«Miradas impúdicas»: Irene y el sexo

Roberto Blanco Valdés
Roberto L. Blanco Valdés EL OJO PÚBLICO

OPINIÓN

Ricardo Rubio | Europa Press

08 oct 2021 . Actualizado a las 10:50 h.

Sorprendentemente, o quizá no, Irene Montero vive obsesionada con el sexo. Dirige el Ministerio de Igualdad, pero, de las muchas desigualdades que existen en España, a Montero solo parecen preocuparle las relacionadas con el sexo (ella diría con el género) y las cuestiones sexuales, sobre las que afirma cosas que están a medio camino entre el radicalismo extraterrestre del feminismo queer y la moral integrista que se enseñó durante decenios a las niñas en los colegios religiosos. 

En el Protocolo para la Prevención y Actuación frente al Acoso Sexual en el ámbito laboral, documento conocido esta semana, se mencionan entre otras conductas que las empresas deberían vigilar, por ser constitutivas de acoso sexual, la «exhibición de fotos sexualmente sugestivas o pornográficas, de objetos o escritos, miradas impúdicas, gestos; cartas o mensajes de correo electrónico o en redes sociales de carácter ofensivo y con claro contenido sexual». Se añaden también «las bromas y comentarios sobre la apariencia sexual», las insinuaciones o proposiciones, «flirteos ofensivos», «comentarios insinuantes, indirectas o comentarios obscenos» y las llamadas o «contactos por redes sociales indeseados».

Cualquiera que lea lo que antecede podría pensar que tal descripción, donde la más elemental seguridad jurídica brilla por su ausencia, está redactada por un cura preconciliar de aquellos que condenaban el sexo como un pecado nefando y hablaban de la pecaminosa lubricidad de los demás para disimular su propia lujuria reprimida.

La idea de que las empresas deberían vigilar los comportamientos sexuales políticamente incorrectos de sus trabajadores es completamente disparatada, aunque la ocurrencia, que podría estar sacada de la orwelliana Rebelión en la granja, tiene, ciertamente, precedentes de tronío: muchas universidades americanas, en las que se han elaborado documentos similares, donde la culpabilidad por acoso sexual depende, tanto a o más que de las supuestas conductas del presunto acosador, de la personal forma de interpretar códigos carentes de cualquier objetividad normativa por parte de las hipotéticas víctimas. Pues, ¿quién decide lo que es «una mirada o gesto impúdico», un «flirteo excesivo» o un «comentario insinuante»? No es difícil imaginar que lo que a unos les parecería inocente y hasta naif podría ser para otros gravemente ofensivo y merecedor de la hoguera, que es donde acaban muchas veces los acusados a quienes se condena sin defensa o juicio alguno.

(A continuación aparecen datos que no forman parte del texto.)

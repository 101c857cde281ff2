use super::{
    config::GameConfig,
    direction::{Direction, Velocity},
    state::{Cell, CollisionType, RunningState, Snake},
};
use crate::render::Renderer;
use rand::{Rng, rngs::ThreadRng};
use std::time::Duration;
use tracing::{debug, info, trace};

/// Outcome of a single tick
#[derive(Debug, Clone, PartialEq)]
pub struct TickResult {
    /// Running state after the tick
    pub state: RunningState,
    /// Score after the tick
    pub score: u32,
    /// Interval in milliseconds the next tick should be scheduled after
    pub speed_ms: f64,
    /// Whether the snake ate food this tick
    pub ate_food: bool,
    /// What ended the game, if it ended. `Wall` wins when both apply.
    pub collision: Option<CollisionType>,
}

impl TickResult {
    /// Delay before the next tick
    pub fn interval(&self) -> Duration {
        Duration::from_secs_f64(self.speed_ms / 1000.0)
    }

    pub fn is_over(&self) -> bool {
        self.state.is_over()
    }
}

/// The game loop: owns all Snake state and advances it one tick at a time
pub struct GameLoop<R: Rng = ThreadRng> {
    config: GameConfig,
    rng: R,
    board_width: i32,
    board_height: i32,
    unit_size: i32,
    snake: Snake,
    food: Cell,
    velocity: Velocity,
    score: u32,
    speed_ms: f64,
    state: RunningState,
    collision: Option<CollisionType>,
}

impl GameLoop<ThreadRng> {
    /// Create a game on a `board_width` x `board_height` board using the
    /// configured unit size
    pub fn new(config: GameConfig, board_width: i32, board_height: i32) -> Self {
        Self::with_rng(config, board_width, board_height, rand::thread_rng())
    }
}

impl<R: Rng> GameLoop<R> {
    /// Create a game drawing food placement from `rng`
    pub fn with_rng(config: GameConfig, board_width: i32, board_height: i32, rng: R) -> Self {
        let unit_size = config.unit_size;
        let mut game = Self {
            speed_ms: config.initial_speed_ms,
            config,
            rng,
            board_width,
            board_height,
            unit_size,
            snake: Snake::new(Cell::new(0, 0), Direction::Right, 1, unit_size),
            food: Cell::new(0, 0),
            velocity: Velocity::new(Direction::Right, unit_size),
            score: 0,
            state: RunningState::Running,
            collision: None,
        };
        game.reset(board_width, board_height, unit_size);
        game
    }

    /// Reinitialize every piece of state for a fresh game
    pub fn reset(&mut self, board_width: i32, board_height: i32, unit_size: i32) {
        self.board_width = board_width;
        self.board_height = board_height;
        self.unit_size = unit_size;

        let length = self.config.initial_snake_length.max(1);
        let head = Cell::new((length as i32 - 1) * unit_size, 0);

        self.score = 0;
        self.velocity = Velocity::new(Direction::Right, unit_size);
        self.speed_ms = self.config.initial_speed_ms;
        self.snake = Snake::new(head, Direction::Right, length, unit_size);
        self.food = self.spawn_food();
        self.state = RunningState::Running;
        self.collision = None;

        info!(
            board_width,
            board_height,
            unit_size,
            food_x = self.food.x,
            food_y = self.food.y,
            "game reset"
        );
    }

    /// Reset on the board dimensions of the previous game
    pub fn restart(&mut self) {
        self.reset(self.board_width, self.board_height, self.unit_size);
    }

    /// Steer towards `heading` from the next tick on.
    ///
    /// A reversal of the current heading is ignored. Returns whether the
    /// request was taken.
    pub fn set_direction(&mut self, heading: Direction) -> bool {
        if self.velocity.heading().is_opposite(heading) {
            trace!(?heading, "reverse heading ignored");
            return false;
        }

        self.velocity = Velocity::new(heading, self.unit_size);
        true
    }

    /// Advance the simulation one step. A no-op once the game is over.
    pub fn tick(&mut self) -> TickResult {
        if self.state.is_over() {
            return self.result(false);
        }

        let new_head = self
            .snake
            .head()
            .moved_by(self.velocity.dx(), self.velocity.dy());
        let ate_food = new_head == self.food;

        self.snake.advance(new_head, ate_food);

        if ate_food {
            self.score += 1;
            self.food = self.spawn_food();

            // a zero period never speeds up
            if self.score.checked_rem(self.config.speedup_every) == Some(0) {
                self.speed_ms *= self.config.speedup_factor;
            }

            debug!(
                score = self.score,
                speed_ms = self.speed_ms,
                length = self.snake.len(),
                "food eaten"
            );
        }

        if let Some(collision) = self.check_collision() {
            self.state = RunningState::Over;
            self.collision = Some(collision);
            info!(?collision, score = self.score, "game over");
        }

        self.result(ate_food)
    }

    /// Draw the current state: clear, food, snake, score, then the
    /// game-over banner once the game has ended
    pub fn render<T: Renderer + ?Sized>(&self, renderer: &mut T) {
        renderer.clear(self.board_width, self.board_height);
        renderer.draw_food(self.food, self.unit_size);
        renderer.draw_snake(self.snake.cells(), self.unit_size);
        renderer.set_score_display(self.score);

        if self.state.is_over() {
            renderer.draw_game_over(self.board_width, self.board_height);
        }
    }

    /// Check the head against the walls and the rest of the body
    fn check_collision(&self) -> Option<CollisionType> {
        let head = self.snake.head();
        let margin = self.config.wall_margin;

        let hit_wall = head.x < 0
            || head.x >= self.board_width - margin
            || head.y < 0
            || head.y >= self.board_height - margin;

        if hit_wall {
            return Some(CollisionType::Wall);
        }

        if self.snake.collides_with_body(head) {
            return Some(CollisionType::SelfCollision);
        }

        None
    }

    /// Pick a random grid-aligned cell within `[0, dimension - unit]` on each axis
    fn spawn_food(&mut self) -> Cell {
        let x = random_axis(&mut self.rng, self.board_width, self.unit_size);
        let y = random_axis(&mut self.rng, self.board_height, self.unit_size);
        Cell::new(x, y)
    }

    fn result(&self, ate_food: bool) -> TickResult {
        TickResult {
            state: self.state,
            score: self.score,
            speed_ms: self.speed_ms,
            ate_food,
            collision: self.collision,
        }
    }

    pub fn config(&self) -> &GameConfig {
        &self.config
    }

    pub fn snake(&self) -> &Snake {
        &self.snake
    }

    pub fn food(&self) -> Cell {
        self.food
    }

    pub fn velocity(&self) -> Velocity {
        self.velocity
    }

    pub fn heading(&self) -> Direction {
        self.velocity.heading()
    }

    pub fn score(&self) -> u32 {
        self.score
    }

    pub fn speed_ms(&self) -> f64 {
        self.speed_ms
    }

    pub fn running_state(&self) -> RunningState {
        self.state
    }

    pub fn collision(&self) -> Option<CollisionType> {
        self.collision
    }

    pub fn board_size(&self) -> (i32, i32) {
        (self.board_width, self.board_height)
    }

    pub fn unit_size(&self) -> i32 {
        self.unit_size
    }

    /// Move the food to `cell`, e.g. to set up a scenario
    pub fn place_food(&mut self, cell: Cell) {
        self.food = cell;
    }

    /// Replace the snake body, e.g. to set up a scenario
    pub fn place_snake(&mut self, snake: Snake) {
        self.snake = snake;
    }
}

/// `floor(random * span / unit) * unit` for `span = dimension - unit`
fn random_axis<R: Rng>(rng: &mut R, dimension: i32, unit: i32) -> i32 {
    let span = dimension - unit;
    if span <= 0 || unit <= 0 {
        return 0;
    }

    let slots = (span + unit - 1) / unit;
    rng.gen_range(0..slots) * unit
}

El acoso sexual a las mujeres es una realidad inadmisible, que debe ser por ello combatida cultural y legalmente, algo que pocos españoles se atreven ya a poner en duda. Pero en esa lucha justa, como en todas las que tienen tal condición, se pueden cometer auténticos excesos que, lejos de favorecer la consecución del objetivo perseguido, acaban retrasándolo debido al rechazo que producen las condenas inquisitoriales, que ahora defiende con el furor de los conversos esta izquierda reaccionaria que nos gobierna.